TASK STATEMENT
Using the data below, work out how many lines contain the word "match", then state that number without comment.

MATERIAL TO PROCESS
┄┄┄┄┄┄

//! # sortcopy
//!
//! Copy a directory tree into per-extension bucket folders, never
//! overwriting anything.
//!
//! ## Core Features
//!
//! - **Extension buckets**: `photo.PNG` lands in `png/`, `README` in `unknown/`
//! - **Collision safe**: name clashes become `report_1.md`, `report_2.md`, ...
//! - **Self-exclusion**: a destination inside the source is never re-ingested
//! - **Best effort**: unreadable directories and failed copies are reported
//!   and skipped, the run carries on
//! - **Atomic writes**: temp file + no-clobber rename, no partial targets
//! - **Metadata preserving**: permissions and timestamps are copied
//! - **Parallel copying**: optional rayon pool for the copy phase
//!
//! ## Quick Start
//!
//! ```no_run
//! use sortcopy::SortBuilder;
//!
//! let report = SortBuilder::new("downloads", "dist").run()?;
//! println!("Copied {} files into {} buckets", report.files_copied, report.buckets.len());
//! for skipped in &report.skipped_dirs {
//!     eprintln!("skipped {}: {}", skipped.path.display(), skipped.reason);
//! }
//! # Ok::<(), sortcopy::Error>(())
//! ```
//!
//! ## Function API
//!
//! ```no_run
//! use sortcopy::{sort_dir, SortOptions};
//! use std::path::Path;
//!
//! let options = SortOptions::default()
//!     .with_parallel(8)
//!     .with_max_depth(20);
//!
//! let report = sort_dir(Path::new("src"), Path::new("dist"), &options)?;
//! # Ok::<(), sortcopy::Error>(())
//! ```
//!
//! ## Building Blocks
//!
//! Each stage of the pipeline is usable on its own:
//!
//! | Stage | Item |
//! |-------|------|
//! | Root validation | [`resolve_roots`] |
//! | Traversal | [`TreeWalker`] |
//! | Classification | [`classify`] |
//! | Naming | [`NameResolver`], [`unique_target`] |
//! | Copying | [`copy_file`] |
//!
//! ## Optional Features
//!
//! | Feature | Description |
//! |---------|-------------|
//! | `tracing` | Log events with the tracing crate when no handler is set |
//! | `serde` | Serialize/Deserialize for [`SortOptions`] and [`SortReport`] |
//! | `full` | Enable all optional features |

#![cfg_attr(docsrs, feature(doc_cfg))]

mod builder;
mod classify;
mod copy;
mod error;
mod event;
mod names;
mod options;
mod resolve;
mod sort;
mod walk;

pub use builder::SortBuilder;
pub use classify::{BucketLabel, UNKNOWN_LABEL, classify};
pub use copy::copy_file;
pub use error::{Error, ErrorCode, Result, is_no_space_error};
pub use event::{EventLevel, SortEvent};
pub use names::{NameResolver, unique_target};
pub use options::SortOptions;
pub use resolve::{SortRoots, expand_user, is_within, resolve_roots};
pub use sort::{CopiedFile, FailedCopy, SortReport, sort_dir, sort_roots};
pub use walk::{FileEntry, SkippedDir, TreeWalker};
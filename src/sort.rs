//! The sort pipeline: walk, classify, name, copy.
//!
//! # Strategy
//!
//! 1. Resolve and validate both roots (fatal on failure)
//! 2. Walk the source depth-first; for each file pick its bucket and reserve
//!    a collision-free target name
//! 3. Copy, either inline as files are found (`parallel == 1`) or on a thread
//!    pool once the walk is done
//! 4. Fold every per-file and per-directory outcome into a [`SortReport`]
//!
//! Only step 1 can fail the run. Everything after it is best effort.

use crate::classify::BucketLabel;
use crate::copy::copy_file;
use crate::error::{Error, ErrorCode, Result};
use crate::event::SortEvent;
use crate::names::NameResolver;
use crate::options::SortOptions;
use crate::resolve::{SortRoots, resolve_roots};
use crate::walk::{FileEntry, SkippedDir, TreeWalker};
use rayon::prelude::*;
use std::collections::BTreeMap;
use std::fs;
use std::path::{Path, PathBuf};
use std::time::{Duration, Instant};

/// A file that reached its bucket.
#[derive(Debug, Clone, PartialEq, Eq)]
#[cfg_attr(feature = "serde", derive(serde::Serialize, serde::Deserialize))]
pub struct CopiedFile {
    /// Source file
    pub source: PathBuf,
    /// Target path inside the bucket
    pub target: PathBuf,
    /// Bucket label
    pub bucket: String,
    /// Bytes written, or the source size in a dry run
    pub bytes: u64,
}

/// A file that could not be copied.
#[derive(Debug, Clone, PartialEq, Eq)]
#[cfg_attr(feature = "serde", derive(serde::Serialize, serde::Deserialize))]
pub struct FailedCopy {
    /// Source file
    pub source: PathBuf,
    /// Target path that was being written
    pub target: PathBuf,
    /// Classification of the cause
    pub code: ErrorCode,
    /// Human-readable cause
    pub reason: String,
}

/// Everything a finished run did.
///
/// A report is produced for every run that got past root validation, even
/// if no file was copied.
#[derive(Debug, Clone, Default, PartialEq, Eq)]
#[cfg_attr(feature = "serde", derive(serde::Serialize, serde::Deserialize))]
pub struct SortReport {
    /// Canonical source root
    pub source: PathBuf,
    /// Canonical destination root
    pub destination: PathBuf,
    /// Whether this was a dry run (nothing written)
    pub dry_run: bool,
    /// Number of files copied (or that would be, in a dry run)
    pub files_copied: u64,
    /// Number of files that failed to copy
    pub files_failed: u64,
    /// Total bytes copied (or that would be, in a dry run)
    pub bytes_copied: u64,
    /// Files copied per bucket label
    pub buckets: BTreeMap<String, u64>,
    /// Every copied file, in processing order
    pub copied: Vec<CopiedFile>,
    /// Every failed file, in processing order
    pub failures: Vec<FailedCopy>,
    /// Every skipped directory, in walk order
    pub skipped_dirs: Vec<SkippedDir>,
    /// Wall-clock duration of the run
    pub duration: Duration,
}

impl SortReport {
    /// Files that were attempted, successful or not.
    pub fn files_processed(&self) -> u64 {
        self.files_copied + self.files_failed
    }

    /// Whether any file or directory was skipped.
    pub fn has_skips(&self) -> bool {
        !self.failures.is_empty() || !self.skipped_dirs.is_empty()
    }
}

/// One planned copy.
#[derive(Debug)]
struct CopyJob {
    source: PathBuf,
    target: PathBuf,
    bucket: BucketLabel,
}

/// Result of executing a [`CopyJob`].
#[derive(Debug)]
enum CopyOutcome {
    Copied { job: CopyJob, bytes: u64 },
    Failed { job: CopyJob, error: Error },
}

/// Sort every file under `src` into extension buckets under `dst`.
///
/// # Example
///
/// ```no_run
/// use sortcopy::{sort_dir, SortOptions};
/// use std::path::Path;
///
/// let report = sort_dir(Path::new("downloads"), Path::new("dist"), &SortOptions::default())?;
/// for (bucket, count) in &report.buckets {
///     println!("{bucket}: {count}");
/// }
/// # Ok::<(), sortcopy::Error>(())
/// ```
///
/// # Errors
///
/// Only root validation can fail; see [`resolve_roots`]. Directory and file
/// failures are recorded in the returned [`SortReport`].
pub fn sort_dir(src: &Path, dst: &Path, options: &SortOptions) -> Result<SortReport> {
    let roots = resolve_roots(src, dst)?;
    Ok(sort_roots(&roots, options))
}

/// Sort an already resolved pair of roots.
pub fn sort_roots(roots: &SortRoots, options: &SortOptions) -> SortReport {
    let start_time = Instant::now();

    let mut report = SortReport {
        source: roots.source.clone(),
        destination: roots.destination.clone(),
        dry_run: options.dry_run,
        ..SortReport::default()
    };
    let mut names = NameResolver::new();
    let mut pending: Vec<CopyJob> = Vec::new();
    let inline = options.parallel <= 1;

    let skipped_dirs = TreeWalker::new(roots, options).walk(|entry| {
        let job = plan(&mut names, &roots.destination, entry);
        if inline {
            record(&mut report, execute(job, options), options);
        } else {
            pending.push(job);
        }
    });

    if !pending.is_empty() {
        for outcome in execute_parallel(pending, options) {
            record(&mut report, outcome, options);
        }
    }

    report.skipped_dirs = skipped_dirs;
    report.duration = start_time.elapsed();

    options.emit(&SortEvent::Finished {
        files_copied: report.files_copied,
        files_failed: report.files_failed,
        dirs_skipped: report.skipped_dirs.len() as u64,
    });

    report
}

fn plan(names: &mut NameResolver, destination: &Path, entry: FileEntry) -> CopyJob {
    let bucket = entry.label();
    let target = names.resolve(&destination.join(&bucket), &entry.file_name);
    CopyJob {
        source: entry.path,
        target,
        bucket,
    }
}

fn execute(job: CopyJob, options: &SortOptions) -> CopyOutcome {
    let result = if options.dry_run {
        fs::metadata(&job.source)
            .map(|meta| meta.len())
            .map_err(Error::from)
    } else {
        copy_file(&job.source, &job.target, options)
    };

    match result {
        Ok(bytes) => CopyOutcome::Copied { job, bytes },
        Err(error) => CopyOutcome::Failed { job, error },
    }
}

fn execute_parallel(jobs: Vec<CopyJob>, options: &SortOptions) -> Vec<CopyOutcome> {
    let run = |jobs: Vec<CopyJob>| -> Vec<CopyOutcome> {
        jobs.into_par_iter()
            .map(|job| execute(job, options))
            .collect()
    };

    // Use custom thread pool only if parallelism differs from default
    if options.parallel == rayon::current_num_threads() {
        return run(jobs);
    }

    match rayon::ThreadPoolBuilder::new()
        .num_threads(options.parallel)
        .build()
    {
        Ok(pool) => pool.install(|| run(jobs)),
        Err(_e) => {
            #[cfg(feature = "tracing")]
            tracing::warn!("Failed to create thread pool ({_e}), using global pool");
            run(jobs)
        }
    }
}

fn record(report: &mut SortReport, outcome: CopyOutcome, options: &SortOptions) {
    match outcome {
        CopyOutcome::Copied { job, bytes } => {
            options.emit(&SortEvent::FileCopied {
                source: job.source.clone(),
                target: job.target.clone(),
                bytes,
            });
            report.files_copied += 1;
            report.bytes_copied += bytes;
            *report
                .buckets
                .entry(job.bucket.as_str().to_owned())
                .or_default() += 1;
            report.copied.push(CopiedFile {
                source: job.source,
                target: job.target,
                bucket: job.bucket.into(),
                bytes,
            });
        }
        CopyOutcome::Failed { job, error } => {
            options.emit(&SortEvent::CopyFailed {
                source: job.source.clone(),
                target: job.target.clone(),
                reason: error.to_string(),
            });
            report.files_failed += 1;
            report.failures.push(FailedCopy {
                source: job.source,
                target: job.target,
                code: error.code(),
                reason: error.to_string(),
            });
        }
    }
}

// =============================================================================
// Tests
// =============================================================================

┄┄┄┄┄┄

RESPONSE FOR THIS EXERCISE
3